Foreign policy decisions shape America’s relationships with nations worldwide, but the process of making those decisions is far more complex than any single person’s choice. The U.S. foreign policy system involves multiple layers—from the President and top advisers to the State Department, Defense Department, and intelligence agencies, down to Congress and the American public itself. Each of these actors brings different perspectives, priorities, and influence to the table. Understanding how foreign policy gets made reveals why certain decisions take years to implement, why different agencies sometimes disagree, and crucially, how public opinion can redirect the course of American global engagement.

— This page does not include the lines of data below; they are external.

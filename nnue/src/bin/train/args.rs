use std::path::PathBuf;

use clap::Parser;
use nnue::config::NetArgs;
use nnue::kernels::ScatterStrategy;
use nnue::wire::{FeatureLayout, MoveLayout, PolicyTarget, WireLayout};

#[derive(Parser, Debug, Clone)]
#[command(name = "Sparse NNUE Trainer")]
#[command(author = "Jørgen Hanssen <jorgen@hanssen.io>")]
#[command(version = "0.1.0")]
pub struct Args {
    #[command(flatten)]
    pub net: NetArgs,

    /// File of batch records written by the data loader.
    #[arg(long, default_value = "data.bin")]
    pub data_path: PathBuf,

    /// Name used for checkpoint files.
    #[arg(long, default_value = "net768x2")]
    pub net_name: String,

    /// Checkpoint to resume from.
    #[arg(long)]
    pub checkpoint: Option<PathBuf>,

    /// Directory checkpoints are written to.
    #[arg(long, default_value = "checkpoints")]
    pub checkpoint_dir: PathBuf,

    /// Number of data loader reader threads. Defaults to the number of cores.
    #[arg(long)]
    pub threads: Option<usize>,

    /// Layout of the feature sections: slots or pairs.
    #[arg(long, default_value = "slots")]
    pub feature_layout: FeatureLayout,

    /// Layout of the legal move section: slots or pairs.
    #[arg(long, default_value = "slots")]
    pub move_layout: MoveLayout,

    /// Policy target: best-move, visit-counts or visit-percent.
    #[arg(long, default_value = "best-move")]
    pub policy_target: PolicyTarget,

    /// Gradient scatter: atomic, or grouped for deterministic results.
    #[arg(long, default_value = "atomic")]
    pub scatter: ScatterStrategy,

    /// First superbatch. Greater than 1 only when resuming.
    #[arg(long, default_value_t = 1)]
    pub start_superbatch: usize,

    /// Last superbatch, inclusive.
    #[arg(long, default_value_t = 500)]
    pub end_superbatch: usize,

    /// Positions per superbatch.
    #[arg(long, default_value_t = 100_000_000)]
    pub superbatch_positions: usize,

    /// Save a checkpoint every this many superbatches.
    #[arg(long, default_value_t = 100)]
    pub save_interval: usize,

    /// Learning rate at superbatch 1.
    #[arg(long, default_value_t = 0.001)]
    pub learning_rate: f64,

    /// Superbatches between learning rate drops.
    #[arg(long, default_value_t = 1)]
    pub lr_drop_interval: usize,

    /// Factor applied to the learning rate at each drop.
    #[arg(long, default_value_t = 0.99)]
    pub lr_multiplier: f64,

    /// Centipawn scale of the value target sigmoid.
    #[arg(long, default_value_t = 400.0)]
    pub score_scale: f64,

    /// Weight of the game result in the value target.
    #[arg(long, default_value_t = 0.0)]
    pub wdl_weight: f64,

    /// Weight of the value loss; the policy loss gets the rest.
    #[arg(long, default_value_t = 0.99)]
    pub value_loss_weight: f64,
}

impl Args {
    pub fn threads(&self) -> usize {
        self.threads.unwrap_or_else(num_cpus::get)
    }

    pub fn layout(&self) -> WireLayout {
        WireLayout {
            features: self.feature_layout,
            moves: self.move_layout,
            target: self.policy_target,
        }
    }

    pub fn validate(&self) -> Result<(), String> {
        if self.checkpoint.is_none() && self.start_superbatch != 1 {
            return Err("start superbatch must be 1 without a checkpoint".into());
        }
        if self.start_superbatch == 0 || self.start_superbatch > self.end_superbatch {
            return Err(format!(
                "invalid superbatch range {}..={}",
                self.start_superbatch, self.end_superbatch
            ));
        }
        if self.save_interval == 0 || self.lr_drop_interval == 0 || self.superbatch_positions == 0 {
            return Err("intervals and superbatch size must be greater than zero".into());
        }
        if !(self.learning_rate > 0.0 && self.lr_multiplier > 0.0 && self.score_scale > 0.0) {
            return Err("learning rate, multiplier and score scale must be positive".into());
        }
        if !(0.0..=1.0).contains(&self.wdl_weight) {
            return Err(format!("WDL weight {} outside [0, 1]", self.wdl_weight));
        }
        if !(self.value_loss_weight > 0.0 && self.value_loss_weight < 1.0) {
            return Err(format!(
                "value loss weight {} outside (0, 1)",
                self.value_loss_weight
            ));
        }
        Ok(())
    }
}
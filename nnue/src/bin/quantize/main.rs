mod args;

use args::Args;
use candle_core::{DType, Device};
use candle_nn::{VarBuilder, VarMap};
use clap::Parser;
use log::LevelFilter;
use nnue::export::{write_quantized, ExportShape, ExportSpec, QuantizedNetwork};
use nnue::kernels::ScatterStrategy;
use nnue::network::Network;
use simplelog::{Config, SimpleLogger};
use std::error::Error;

fn main() -> Result<(), Box<dyn Error>> {
    let args = init()?;
    let config = args.net.to_config()?;

    let mut varmap = VarMap::new();
    let vs = VarBuilder::from_varmap(&varmap, DType::F32, &Device::Cpu);
    let network = Network::new(&vs, &config, ScatterStrategy::default())?;
    varmap.load(&args.checkpoint)?;
    log::info!("Loaded {}", args.checkpoint.display());

    let output = args
        .output
        .clone()
        .unwrap_or_else(|| args.checkpoint.with_extension("bin"));
    let spec = ExportSpec::from_config(&config);

    // Fails before writing if any feature transformer value is outside the clamp
    write_quantized(&output, &network.params()?, &spec)?;

    let exported = QuantizedNetwork::read(&output, ExportShape::from_config(&config), &spec)?;
    log::info!(
        "Verified {}: ft {}x{} i16, value {} f32, policy {}x{} f32",
        output.display(),
        exported.shape.input_size,
        exported.shape.hidden_size,
        exported.value_weight.len() + 1,
        exported.shape.policy_outputs,
        exported.shape.hidden_size
    );

    Ok(())
}

fn init() -> Result<Args, Box<dyn Error>> {
    let args = Args::parse();
    SimpleLogger::init(LevelFilter::Info, Config::default())?;

    Ok(args)
}
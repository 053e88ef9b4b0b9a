use std::fs::File;
use std::io::{BufWriter, Read, Seek, SeekFrom, Write};
use std::path::{Path, PathBuf};
use std::sync::mpsc;
use std::thread;

use crate::config::{InputBuckets, NetConfig};
use crate::error::ProducerError;
use crate::wire::{encode_batch, Batch, WireLayout};

use super::RecordProducer;

// Records buffered per worker
const WORKER_CHANNEL_DEPTH: usize = 2;

/// Parameters for opening a record file.
#[derive(Debug, Clone)]
pub struct ProducerConfig {
    pub data_path: PathBuf,
    pub batch_size: usize,
    pub threads: usize,
    /// Bucket map the records were encoded with, if known. Must match the
    /// network's.
    pub buckets: Option<InputBuckets>,
}

/// One reader thread: records come in on `records`, emptied buffers go back
/// on `spare` to be read into again.
struct Reader {
    records: mpsc::Receiver<std::io::Result<Vec<u8>>>,
    spare: mpsc::Sender<Vec<u8>>,
}

/// Streams a file of concatenated records with several reader threads.
///
/// Worker `w` of `T` reads records `w, w + T, w + 2T, ...` and wraps around
/// at the end of the file. Workers are drained round-robin, so the stream
/// yields records `0, 1, 2, ...` in file order, looping forever.
pub struct RecordFile {
    readers: Vec<Reader>,
    workers: Vec<thread::JoinHandle<()>>,
    next: usize,
    records: u64,
}

impl RecordFile {
    pub fn open(
        config: &ProducerConfig,
        net: &NetConfig,
        layout: &WireLayout,
    ) -> Result<Self, ProducerError> {
        if config.threads == 0 {
            return Err(ProducerError::Config("at least one reader thread is required".into()));
        }
        if config.batch_size != net.batch_size {
            return Err(ProducerError::Config(format!(
                "batch size {} does not match the network's {}",
                config.batch_size, net.batch_size
            )));
        }
        if let Some(buckets) = &config.buckets {
            if *buckets != net.buckets {
                return Err(ProducerError::Config(
                    "bucket map does not match the network's".into(),
                ));
            }
        }

        let record = layout.record_size(net);
        let bytes = std::fs::metadata(&config.data_path)?.len();
        if bytes == 0 || bytes % record as u64 != 0 {
            return Err(ProducerError::BadFileLength {
                path: config.data_path.clone(),
                bytes,
                record,
            });
        }
        let records = bytes / record as u64;

        let mut readers = Vec::with_capacity(config.threads);
        let mut workers = Vec::with_capacity(config.threads);
        for first in 0..config.threads as u64 {
            let file = File::open(&config.data_path)?;
            let (tx, rx) = mpsc::sync_channel(WORKER_CHANNEL_DEPTH);
            let (spare_tx, spare_rx) = mpsc::channel();
            let stride = config.threads as u64;

            workers.push(thread::spawn(move || {
                read_strided(file, first, stride, records, record, tx, spare_rx)
            }));
            readers.push(Reader {
                records: rx,
                spare: spare_tx,
            });
        }

        log::info!(
            "Opened {:?}: {} records of {} bytes, {} reader threads",
            config.data_path,
            records,
            record,
            config.threads
        );

        Ok(Self {
            readers,
            workers,
            next: 0,
            records,
        })
    }

    pub fn num_records(&self) -> u64 {
        self.records
    }
}

fn read_strided(
    mut file: File,
    first: u64,
    stride: u64,
    records: u64,
    record: usize,
    tx: mpsc::SyncSender<std::io::Result<Vec<u8>>>,
    spare: mpsc::Receiver<Vec<u8>>,
) {
    let mut index = first % records;
    loop {
        // Only allocates until the first returned buffers come back
        let mut buf = spare.try_recv().unwrap_or_default();
        buf.resize(record, 0);
        let read = file
            .seek(SeekFrom::Start(index * record as u64))
            .and_then(|_| file.read_exact(&mut buf));

        let failed = read.is_err();
        if tx.send(read.map(|_| buf)).is_err() || failed {
            break;
        }
        index = (index + stride) % records;
    }
}

impl RecordProducer for RecordFile {
    fn fill(&mut self, buf: &mut Vec<u8>) -> Result<(), ProducerError> {
        let reader = &self.readers[self.next % self.readers.len()];
        self.next += 1;

        let record = reader
            .records
            .recv()
            .map_err(|_| ProducerError::Disconnected)??;
        let returned = std::mem::replace(buf, record);
        // Fails only once the worker has stopped
        let _ = reader.spare.send(returned);
        Ok(())
    }
}

impl Drop for RecordFile {
    fn drop(&mut self) {
        // Closing the channels unblocks workers waiting to send
        self.readers.clear();
        for worker in self.workers.drain(..) {
            let _ = worker.join();
        }
    }
}

/// Appends encoded batches to a record file.
pub struct RecordWriter {
    writer: BufWriter<File>,
    layout: WireLayout,
    config: NetConfig,
    buf: Vec<u8>,
    written: usize,
}

impl RecordWriter {
    pub fn create(path: &Path, layout: WireLayout, config: NetConfig) -> Result<Self, ProducerError> {
        let file = File::create(path)?;
        Ok(Self {
            writer: BufWriter::new(file),
            layout,
            config,
            buf: Vec::new(),
            written: 0,
        })
    }

    pub fn write(&mut self, batch: &Batch) -> Result<(), ProducerError> {
        if batch.size != self.config.batch_size {
            return Err(ProducerError::Config(format!(
                "batch of {} entries, records hold {}",
                batch.size, self.config.batch_size
            )));
        }
        self.buf.clear();
        encode_batch(batch, &self.layout, &self.config, &mut self.buf);
        self.writer.write_all(&self.buf)?;
        self.written += 1;
        Ok(())
    }

    /// Flushes and returns the number of records written.
    pub fn finish(mut self) -> Result<usize, ProducerError> {
        self.writer.flush()?;
        Ok(self.written)
    }
}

How Foreign Policy Decisions Get Made
The National Security Council serves as the formal hub for coordinating foreign policy across the government. Below this top level, the State Department coordinates positions across its bureaus, while the Defense Department, intelligence community, and other agencies contribute their own expertise and institutional interests. This interagency process can be slow and bureaucratic—involving document clearances, lower-level working groups, and multiple rounds of coordination—but its purpose is to ensure that major decisions consider input from all relevant government actors. When these lower-level meetings cannot reach consensus, issues escalate to the President for a final decision.
When Public Opinion Changes Direction
Even the most carefully coordinated government strategy can be redirected by shifts in public sentiment. Public opinion turned against Iraq in 2005, yet the war ran until 2011—illustrating both the power of public opposition and the lag time between opinion change and policy implementation. As public sentiment grows, it influences Congress, which holds the power of the purse and can restrict funding or force policy reviews. Think tanks and advocacy groups amplify these public concerns, shaping how policymakers frame national security challenges and helping translate public priorities into concrete policy options.
Six years. That is how long the Iraq War continued after public opinion turned against it. By early 2005, Gallup…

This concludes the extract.